Mary, looking into his eyes with the face of one who pleads for mercy, whispered, “He’s right,” then buried her face in his bosom and wept like a babe.
“I felt it six months ago,” she said later, sitting on her husband’s knee and holding his folded hands tightly in hers.
“Why didn’t you say so?” asked John.
“I was too selfish,” was her reply.
When, on the second day afterward, they entered the Doctor’s office Richling was bright with that new hope which always rises up beside a new experiment, and Mary looked well and happy. The Doctor wrote them a letter of introduction to the steam-boat agent.
“You’re taking a very sensible course,” he said, smoothing the blotting-paper heavily over the letter. “Of course, you think it’s hard. It is hard. But distance needn’t separate you.”

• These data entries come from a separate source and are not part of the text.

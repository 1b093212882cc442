//! Session manager: login, registration, logout and profile operations.
//!
//! Each operation raises the session's loading flag for its duration and clears
//! the previous error on entry. Failures are normalized into [`AuthFailure`] so
//! callers render one shape regardless of how the backend phrased the error.
//! Logout never fails: the local session is cleared even if the backend call
//! errors or the logout future is dropped midway.

use crate::{
    api::{ApiClient, ApiError, ErrorBody, FieldErrors},
    auth::{
        client,
        navigation::Navigator,
        state::{Session, SessionState},
        store::CredentialStore,
        types::{LoginRequest, RegisterRequest, User, UserUpdate},
    },
    config::AppConfig,
};
use secrecy::ExposeSecret;
use std::{fmt, sync::Arc};
use tracing::{error, info, instrument, warn};

const FIELD_ERRORS_MESSAGE: &str = "Please correct the errors below";

/// Failed manager operation: a general message plus optional per-field messages.
#[derive(Clone, Debug, Default, PartialEq, Eq)]
pub struct AuthFailure {
    pub error: String,
    pub field_errors: FieldErrors,
}

impl AuthFailure {
    #[must_use]
    pub fn new(error: impl Into<String>) -> Self {
        Self {
            error: error.into(),
            field_errors: FieldErrors::new(),
        }
    }

    /// Normalizes an API error, using `fallback` when the backend gave no message.
    #[must_use]
    pub fn from_api(err: &ApiError, fallback: &str) -> Self {
        match err {
            ApiError::Http {
                body: ErrorBody::General(message),
                ..
            } => Self::new(message.clone()),
            ApiError::Http {
                body: ErrorBody::Fields(fields),
                ..
            } => Self {
                error: FIELD_ERRORS_MESSAGE.to_string(),
                field_errors: fields.clone(),
            },
            ApiError::Network(_) | ApiError::Timeout(_) => Self::new(err.to_string()),
            _ => Self::new(fallback),
        }
    }

    #[must_use]
    pub fn has_field_errors(&self) -> bool {
        !self.field_errors.is_empty()
    }
}

impl fmt::Display for AuthFailure {
    fn fmt(&self, formatter: &mut fmt::Formatter<'_>) -> fmt::Result {
        write!(formatter, "{}", self.error)?;
        for (field, message) in &self.field_errors {
            write!(formatter, "\n  {field}: {message}")?;
        }
        Ok(())
    }
}

impl std::error::Error for AuthFailure {}

/// Successful registration.
#[derive(Clone, Debug, PartialEq, Eq)]
pub struct Registration {
    pub user: User,
    /// Notice about the verification email, when the backend sent one.
    pub email_message: Option<String>,
}

#[derive(Clone)]
pub struct SessionManager {
    api: ApiClient,
    state: SessionState,
}

impl SessionManager {
    #[must_use]
    pub fn new(api: ApiClient, state: SessionState) -> Self {
        Self { api, state }
    }

    /// Hydrates the session from `store` and wires the client, refresh
    /// coordinator and manager around it.
    /// # Errors
    /// Returns `ApiError::Config` if the HTTP client cannot be built.
    pub fn connect(
        config: &AppConfig,
        store: CredentialStore,
        navigator: Arc<dyn Navigator>,
    ) -> Result<Self, ApiError> {
        let state = SessionState::hydrate(&store);
        let api = ApiClient::new(config, store, state.clone(), navigator)?;
        Ok(Self::new(api, state))
    }

    #[must_use]
    pub fn api(&self) -> &ApiClient {
        &self.api
    }

    #[must_use]
    pub fn state(&self) -> &SessionState {
        &self.state
    }

    #[must_use]
    pub fn session(&self) -> Session {
        self.state.snapshot()
    }

    /// Logs in and then replaces the login snapshot with the full profile. A
    /// failed profile fetch is logged and does not fail the login.
    #[instrument(skip(self, password))]
    pub async fn login(&self, username: &str, password: &str) -> Result<User, AuthFailure> {
        let _loading = self.state.begin();

        let request = LoginRequest {
            username: username.to_string(),
            password: password.to_string(),
        };

        let response = match client::login(&self.api, &request).await {
            Ok(response) => response,
            Err(err) => return Err(self.fail(&err, "Login failed")),
        };

        if let Err(err) = self.api.store().save_login(&response.user, &response.tokens) {
            error!("Failed to store credentials: {err}");
            return Err(self.fail_with(AuthFailure::new(format!(
                "Could not store credentials: {err}"
            ))));
        }
        self.state.set_user(Some(response.user.clone()));
        info!(role = %response.user.role, "login succeeded");

        match client::fetch_profile(&self.api).await {
            Ok(profile) => {
                self.store_user(profile);
            }
            Err(err) => warn!("Could not fetch fresh profile data: {err}"),
        }

        Ok(self.state.snapshot().user.unwrap_or(response.user))
    }

    /// Registers and signs the new user in.
    #[instrument(skip_all, fields(username = %fields.username, role = %fields.role))]
    pub async fn register(&self, fields: RegisterRequest) -> Result<Registration, AuthFailure> {
        let _loading = self.state.begin();

        let response = match client::register(&self.api, &fields).await {
            Ok(response) => response,
            Err(err) => {
                warn!(status = ?err.status(), "registration failed");
                return Err(self.fail(&err, "Registration failed. Please try again."));
            }
        };

        if let Err(err) = self.api.store().save_login(&response.user, &response.tokens) {
            error!("Failed to store credentials: {err}");
            return Err(self.fail_with(AuthFailure::new(format!(
                "Could not store credentials: {err}"
            ))));
        }
        self.state.set_user(Some(response.user.clone()));
        info!("registration succeeded");

        Ok(Registration {
            user: response.user,
            email_message: response.email_message,
        })
    }

    /// Ends the session. The backend is asked to invalidate the refresh token on
    /// a best-effort basis; local state is cleared unconditionally.
    #[instrument(skip(self))]
    pub async fn logout(&self) {
        let _loading = self.state.begin();
        let _clear = ClearOnDrop {
            store: self.api.store(),
            state: &self.state,
        };

        let refresh_token = self
            .api
            .store()
            .refresh_token()
            .map(|token| token.expose_secret().to_string());

        if let Err(err) = client::logout(&self.api, refresh_token).await {
            warn!("Logout error: {err}");
        }
    }

    /// Merges `update` into the current user and persists the snapshot. Tokens
    /// are untouched. Returns `None` when nobody is signed in.
    pub fn update_user(&self, update: UserUpdate) -> Option<User> {
        let mut user = self.state.snapshot().user?;
        user.merge(update);
        self.store_user(user)
    }

    /// Reloads the profile from the backend.
    #[instrument(skip(self))]
    pub async fn refresh_profile(&self) -> Result<User, AuthFailure> {
        let _loading = self.state.begin();

        match client::fetch_profile(&self.api).await {
            Ok(profile) => self
                .store_user(profile)
                .ok_or_else(|| self.fail_with(AuthFailure::new("Not signed in"))),
            Err(err) => Err(self.fail(&err, "Could not load profile")),
        }
    }

    /// Saves profile edits on the backend and adopts the returned user.
    #[instrument(skip_all)]
    pub async fn update_profile(&self, update: &UserUpdate) -> Result<User, AuthFailure> {
        let _loading = self.state.begin();

        match client::update_profile(&self.api, update).await {
            Ok(profile) => self
                .store_user(profile)
                .ok_or_else(|| self.fail_with(AuthFailure::new("Not signed in"))),
            Err(err) => Err(self.fail(&err, "Profile update failed")),
        }
    }

    /// Asks the backend to send the verification email again.
    #[instrument(skip(self))]
    pub async fn resend_verification(&self) -> Result<String, AuthFailure> {
        client::resend_verification(&self.api)
            .await
            .map_err(|err| AuthFailure::from_api(&err, "Failed to send verification email"))
    }

    /// Persists `user` and publishes it, unless the session ended meanwhile.
    fn store_user(&self, user: User) -> Option<User> {
        match self.api.store().update_user(&user) {
            Ok(true) => {
                self.state.set_user(Some(user.clone()));
                Some(user)
            }
            Ok(false) => None,
            Err(err) => {
                error!("Failed to store user snapshot: {err}");
                None
            }
        }
    }

    fn fail(&self, err: &ApiError, fallback: &str) -> AuthFailure {
        self.fail_with(AuthFailure::from_api(err, fallback))
    }

    fn fail_with(&self, failure: AuthFailure) -> AuthFailure {
        self.state.set_error(failure.error.clone());
        failure
    }
}

/// Clears credentials and session when dropped, including on cancellation.
struct ClearOnDrop<'a> {
    store: &'a CredentialStore,
    state: &'a SessionState,
}

impl Drop for ClearOnDrop<'_> {
    fn drop(&mut self) {
        if let Err(err) = self.store.clear() {
            error!("Failed to clear stored credentials: {err}");
        }
        self.state.clear();
    }
}
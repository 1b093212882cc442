//! Client configuration for the backend base URL, request timeout and credential
//! persistence. Values come from CLI flags or environment variables; empty values
//! fall back to defaults. Configuration values are public; do not store secrets here.

use crate::APP_USER_AGENT;
use anyhow::{anyhow, Result};
use std::{path::PathBuf, time::Duration};
use url::Url;

/// Local development backend.
pub const DEFAULT_API_BASE_URL: &str = "http://127.0.0.1:8000/api";
/// Default request timeout (seconds) applied to every backend call.
pub const DEFAULT_TIMEOUT_SECS: u64 = 10;
/// Credential file name inside the per-user config directory.
pub const CREDENTIALS_FILE: &str = "credentials.json";

#[derive(Clone, Debug)]
pub struct AppConfig {
    pub api_base_url: String,
    pub request_timeout: Duration,
    /// `None` keeps credentials in memory for the lifetime of the process.
    pub credentials_path: Option<PathBuf>,
    pub user_agent: String,
}

impl Default for AppConfig {
    fn default() -> Self {
        Self {
            api_base_url: DEFAULT_API_BASE_URL.to_string(),
            request_timeout: Duration::from_secs(DEFAULT_TIMEOUT_SECS),
            credentials_path: None,
            user_agent: APP_USER_AGENT.to_string(),
        }
    }
}

impl AppConfig {
    /// Builds a config for `api_base_url`, keeping defaults for everything else.
    /// # Errors
    /// Returns an error if the URL does not parse or is not http(s).
    pub fn new(api_base_url: &str) -> Result<Self> {
        let mut config = Self::default();
        config.apply_overrides(Overrides {
            api_base_url: normalize_value(api_base_url),
            ..Overrides::default()
        })?;
        Ok(config)
    }

    /// Applies non-empty overrides and validates the resulting base URL.
    /// # Errors
    /// Returns an error if the overridden base URL is invalid.
    pub fn apply_overrides(&mut self, overrides: Overrides) -> Result<()> {
        if let Some(value) = overrides.api_base_url {
            self.api_base_url = value;
        }
        if let Some(secs) = overrides.timeout_secs {
            if secs > 0 {
                self.request_timeout = Duration::from_secs(secs);
            }
        }
        if let Some(path) = overrides.credentials_path {
            self.credentials_path = Some(PathBuf::from(path));
        }

        validate_base_url(&self.api_base_url)
    }
}

/// Optional values layered over the defaults, typically from CLI flags.
#[derive(Default, Debug)]
pub struct Overrides {
    pub api_base_url: Option<String>,
    pub timeout_secs: Option<u64>,
    pub credentials_path: Option<String>,
}

/// Per-user credential file: `$XDG_CONFIG_HOME/codenest/credentials.json`, or
/// `$HOME/.config/codenest/credentials.json`. `None` when neither is set.
#[must_use]
pub fn default_credentials_path() -> Option<PathBuf> {
    let config_dir = std::env::var_os("XDG_CONFIG_HOME")
        .filter(|dir| !dir.is_empty())
        .map(PathBuf::from)
        .or_else(|| {
            std::env::var_os("HOME")
                .filter(|home| !home.is_empty())
                .map(|home| PathBuf::from(home).join(".config"))
        })?;

    Some(config_dir.join(env!("CARGO_PKG_NAME")).join(CREDENTIALS_FILE))
}

/// Trims a configuration value and treats blank input as absent.
#[must_use]
pub fn normalize_value(value: &str) -> Option<String> {
    let trimmed = value.trim();
    if trimmed.is_empty() {
        None
    } else {
        Some(trimmed.to_string())
    }
}

fn validate_base_url(raw: &str) -> Result<()> {
    let url = Url::parse(raw).map_err(|err| anyhow!("invalid API base URL {raw}: {err}"))?;

    match url.scheme() {
        "http" | "https" => {}
        scheme => return Err(anyhow!("invalid API base URL: unsupported scheme {scheme}")),
    }

    if url.host().is_none() {
        return Err(anyhow!("invalid API base URL: no host specified"));
    }

    Ok(())
}
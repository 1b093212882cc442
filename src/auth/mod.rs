//! Session and credential lifecycle.
//!
//! - [`store`] persists the user snapshot and token pair as one unit.
//! - [`state`] is the observable session the rest of the application reads.
//! - [`manager`] runs login, registration, logout and profile operations.
//! - [`guards`] decide whether a route may render for the current session.
//! - [`recovery`] drives the forgot-password flow.

pub mod client;
pub mod guards;
pub mod manager;
pub mod navigation;
pub mod recovery;
pub mod state;
pub mod store;
pub mod types;

pub use guards::{route_access, Access, GuardDecision, RouteGuard};
pub use manager::{AuthFailure, Registration, SessionManager};
pub use navigation::{Navigator, Route, TracingNavigator};
pub use recovery::{PasswordRecovery, RecoveryError, RecoveryStep};
pub use state::{AuthPhase, Session, SessionState};
pub use store::{CredentialBackend, CredentialStore, FileCredentials, MemoryCredentials};
pub use types::{RegisterRequest, Role, User, UserUpdate};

“It can’t,” said Richling.
“Time,” continued the Doctor,—“maybe a few months,—will bring you together again, prepared for a long life of secure union; and then, when you look back upon this, you’ll be proud of your courage and good sense. And you’ll be”— He enclosed the note, directed the envelope, and, pausing with it still in his hand, turned toward the pair. They rose up. His rare, sick-room smile hovered about his mouth, and he said:—
“You’ll be all the happier—all three of you.”